The leader of the nearly 100-member Congressional Progressive Caucus, Rep. Pramila Jayapal (D-Wash.), reiterated that at least half of her members would vote against the roughly $1 trillion plan to improve the nation’s roads, bridges, pipes, ports and Internet connections if House leaders proceed with their plan to consider it Monday.
Liberals are withholding their support as they seek to secure enough support for the broader $3.5 trillion package in their chamber as well as the Senate.
“It cannot pass,” Jayapal said. “I don’t bluff, I don’t grandstand, we just don’t have the votes for it.”
Jayapal said she also remains uncomfortable advancing a version of the $3.5 trillion tax-and-spending measure next week in the absence of a firmer agreement with Senate Democrats, including Manchin and Sinema, on its final shape.
“I just think it can only come to the floor once everyone has agreed, and once the Senate has voted on it,” she said. “So far, there’s been no reason to trust what they say is actually what they’re going to do.”
Some moderates share the concern about advancing the $3.5 trillion reconciliation package before it is ready. Rep. Stephanie Murphy (D-Fla.), one of the leaders of the centrist Blue Dog Coalition, pointed to Pelosi’s prior commitment to work out unresolved issues with the Senate so that House members do not have to take multiple votes on a package, particularly on provisions that might not be part of a final bill.
“There would have to be a lot of work that would have to be done between now and then to have a reconciliation bill that meets some of the requirements she has agreed to, which is that it’s pre-conferenced with the Senate,” Murphy said.
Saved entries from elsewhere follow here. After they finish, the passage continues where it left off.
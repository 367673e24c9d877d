//! JSON-over-HTTP with retry and exponential backoff.
//!
//! Shared by the embedding, completion, and search clients:
//! - HTTP 429 (rate limited) and 5xx (server error) → retry
//! - other HTTP 4xx → fail immediately
//! - network errors and timeouts → retry
//! - backoff: 1s, 2s, 4s, 8s, 16s, 32s (capped at 2^5)

use anyhow::{anyhow, bail, Result};
use std::time::Duration;
use tracing::warn;

/// Build a client whose every request is bounded by `timeout_secs`.
pub fn client(timeout_secs: u64) -> Result<reqwest::Client> {
    Ok(reqwest::Client::builder()
        .timeout(Duration::from_secs(timeout_secs))
        .build()?)
}

/// POST `body` to `url` and return the decoded JSON response.
///
/// `service` names the remote in error messages ("OpenAI", "Tavily", ...).
pub async fn post_json_with_retry(
    client: &reqwest::Client,
    service: &str,
    url: &str,
    bearer: Option<&str>,
    body: &serde_json::Value,
    max_retries: u32,
) -> Result<serde_json::Value> {
    let mut last_err = None;

    for attempt in 0..=max_retries {
        if attempt > 0 {
            let delay = Duration::from_secs(1 << (attempt - 1).min(5));
            tokio::time::sleep(delay).await;
        }

        let mut request = client
            .post(url)
            .header("Content-Type", "application/json")
            .json(body);
        if let Some(token) = bearer {
            request = request.header("Authorization", format!("Bearer {}", token));
        }

        match request.send().await {
            Ok(response) => {
                let status = response.status();

                if status.is_success() {
                    return Ok(response.json().await?);
                }

                let body_text = response.text().await.unwrap_or_default();
                if status.as_u16() == 429 || status.is_server_error() {
                    warn!(service, %status, attempt, "retryable API error");
                    last_err = Some(anyhow!("{} API error {}: {}", service, status, body_text));
                    continue;
                }

                bail!("{} API error {}: {}", service, status, body_text);
            }
            Err(e) => {
                warn!(service, attempt, error = %e, "request failed");
                last_err = Some(anyhow!("{} request failed: {}", service, e));
                continue;
            }
        }
    }

    Err(last_err.unwrap_or_else(|| anyhow!("{} request failed after retries", service)))
}
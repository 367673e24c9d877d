//! Embedding provider trait and vector utilities.
//!
//! Defines the [`EmbeddingProvider`] trait that all embedding backends
//! implement, a deterministic offline [`HashEmbedder`], and pure helpers
//! for vector serialization and similarity computation.
//!
//! Network-backed providers (OpenAI, Ollama, fastembed) live in the
//! `research-harness` app crate.

use anyhow::Result;
use async_trait::async_trait;
use sha2::{Digest, Sha256};

/// Trait for embedding providers.
///
/// Retrieval indexes hold a provider and call [`embed`](EmbeddingProvider::embed)
/// for both stored chunks and incoming queries, so the core never sees
/// vectors outside an index.
#[async_trait]
pub trait EmbeddingProvider: Send + Sync {
    /// Returns the model identifier (e.g. `"text-embedding-3-small"`).
    fn model_name(&self) -> &str;
    /// Returns the embedding vector dimensionality (e.g. `1536`).
    fn dims(&self) -> usize;
    /// Embed a batch of texts, returning one vector per input in input order.
    async fn embed(&self, texts: &[String]) -> Result<Vec<Vec<f32>>>;
}

/// Embed a single query text.
pub async fn embed_query(provider: &dyn EmbeddingProvider, text: &str) -> Result<Vec<f32>> {
    let results = provider.embed(&[text.to_string()]).await?;
    results
        .into_iter()
        .next()
        .ok_or_else(|| anyhow::anyhow!("Empty embedding response"))
}

/// Deterministic bag-of-words embedder based on feature hashing.
///
/// Each lowercased alphanumeric token is hashed with SHA-256 into one of
/// `dims` buckets; the count vector is L2-normalized. Texts that share
/// words score higher under cosine similarity. Needs no network and gives
/// identical vectors across runs.
#[derive(Debug, Clone)]
pub struct HashEmbedder {
    dims: usize,
}

impl HashEmbedder {
    pub fn new(dims: usize) -> Self {
        Self { dims: dims.max(1) }
    }

    /// Embed one text synchronously.
    pub fn embed_one(&self, text: &str) -> Vec<f32> {
        let mut v = vec![0.0f32; self.dims];
        for token in tokenize(text) {
            let digest = Sha256::digest(token.as_bytes());
            let bucket = u64::from_le_bytes([
                digest[0], digest[1], digest[2], digest[3], digest[4], digest[5], digest[6],
                digest[7],
            ]) % self.dims as u64;
            v[bucket as usize] += 1.0;
        }
        let norm: f32 = v.iter().map(|x| x * x).sum::<f32>().sqrt();
        if norm > f32::EPSILON {
            for x in &mut v {
                *x /= norm;
            }
        }
        v
    }
}

#[async_trait]
impl EmbeddingProvider for HashEmbedder {
    fn model_name(&self) -> &str {
        "hash"
    }
    fn dims(&self) -> usize {
        self.dims
    }
    async fn embed(&self, texts: &[String]) -> Result<Vec<Vec<f32>>> {
        Ok(texts.iter().map(|t| self.embed_one(t)).collect())
    }
}

fn tokenize(text: &str) -> impl Iterator<Item = String> + '_ {
    text.split(|c: char| !c.is_alphanumeric())
        .filter(|t| !t.is_empty())
        .map(|t| t.to_lowercase())
}

/// Encode a float vector as a BLOB (little-endian f32 bytes).
///
/// # Example
///
/// ```rust
/// use research_harness_core::embedding::{vec_to_blob, blob_to_vec};
///
/// let v = vec![1.0f32, -2.5, 3.125];
/// let blob = vec_to_blob(&v);
/// assert_eq!(blob.len(), 12); // 3 × 4 bytes
/// assert_eq!(blob_to_vec(&blob), v);
/// ```
pub fn vec_to_blob(vec: &[f32]) -> Vec<u8> {
    let mut bytes = Vec::with_capacity(vec.len() * 4);
    for &v in vec {
        bytes.extend_from_slice(&v.to_le_bytes());
    }
    bytes
}

/// Decode a BLOB back into a float vector.
pub fn blob_to_vec(blob: &[u8]) -> Vec<f32> {
    blob.chunks_exact(4)
        .map(|chunk| f32::from_le_bytes([chunk[0], chunk[1], chunk[2], chunk[3]]))
        .collect()
}

/// Compute cosine similarity between two embedding vectors.
///
/// Returns a value in `[-1.0, 1.0]`, or `0.0` for empty vectors or
/// vectors of different lengths.
pub fn cosine_similarity(a: &[f32], b: &[f32]) -> f32 {
    if a.len() != b.len() || a.is_empty() {
        return 0.0;
    }

    let mut dot = 0.0f32;
    let mut norm_a = 0.0f32;
    let mut norm_b = 0.0f32;

    for (x, y) in a.iter().zip(b.iter()) {
        dot += x * y;
        norm_a += x * x;
        norm_b += y * y;
    }

    let denom = norm_a.sqrt() * norm_b.sqrt();
    if denom < f32::EPSILON {
        return 0.0;
    }

    dot / denom
}

#[cfg(test)]
mod tests {
    use super::*;

    #[test]
    fn test_vec_blob_roundtrip() {
        let vec = vec![1.0f32, -2.5, 3.125, 0.0, -0.001];
        assert_eq!(blob_to_vec(&vec_to_blob(&vec)), vec);
    }

    #[test]
    fn test_cosine_identical() {
        let v = vec![1.0, 2.0, 3.0];
        assert!((cosine_similarity(&v, &v) - 1.0).abs() < 1e-6);
    }

    #[test]
    fn test_cosine_orthogonal() {
        let a = vec![1.0, 0.0, 0.0];
        let b = vec![0.0, 1.0, 0.0];
        assert!(cosine_similarity(&a, &b).abs() < 1e-6);
    }

    #[test]
    fn test_cosine_empty_and_mismatched() {
        assert_eq!(cosine_similarity(&[], &[]), 0.0);
        assert_eq!(cosine_similarity(&[1.0, 2.0], &[1.0]), 0.0);
    }

    #[test]
    fn test_hash_embedder_is_deterministic_and_normalized() {
        let e = HashEmbedder::new(64);
        let a = e.embed_one("Foxes are quick");
        let b = e.embed_one("foxes ARE quick!");
        assert_eq!(a, b);
        let norm: f32 = a.iter().map(|x| x * x).sum::<f32>().sqrt();
        assert!((norm - 1.0).abs() < 1e-5);
    }

    #[test]
    fn test_hash_embedder_empty_text_is_zero_vector() {
        let e = HashEmbedder::new(16);
        assert!(e.embed_one("  ...  ").iter().all(|x| *x == 0.0));
    }

    #[test]
    fn test_hash_embedder_prefers_shared_words() {
        let e = HashEmbedder::new(1024);
        let q = e.embed_one("Tell me about foxes");
        let fox = e.embed_one("A unique sentence about foxes.");
        let jet = e.embed_one("A unique sentence about jets.");
        assert!(cosine_similarity(&q, &fox) > cosine_similarity(&q, &jet));
    }

    #[tokio::test]
    async fn test_embed_query_returns_single_vector() {
        let e = HashEmbedder::new(8);
        let v = embed_query(&e, "hello").await.unwrap();
        assert_eq!(v.len(), 8);
    }
}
White House officials met with moderate House Democrats on Friday morning. That came after a group of aides — White House counselor Steve Ricchetti, legislative affairs director Louisa Terrell and Susan Rice, the director of the Domestic Policy Council — met with Sinema and Sen. Patty Murray (D-Wash.) late Thursday evening.
That session, aides said, was a chance for Sinema and Murray — who chairs the Senate Health, Education, Labor and Pensions Committee — along with the White House officials to discuss issues under the panel’s purview, such as community college and prekindergarten care.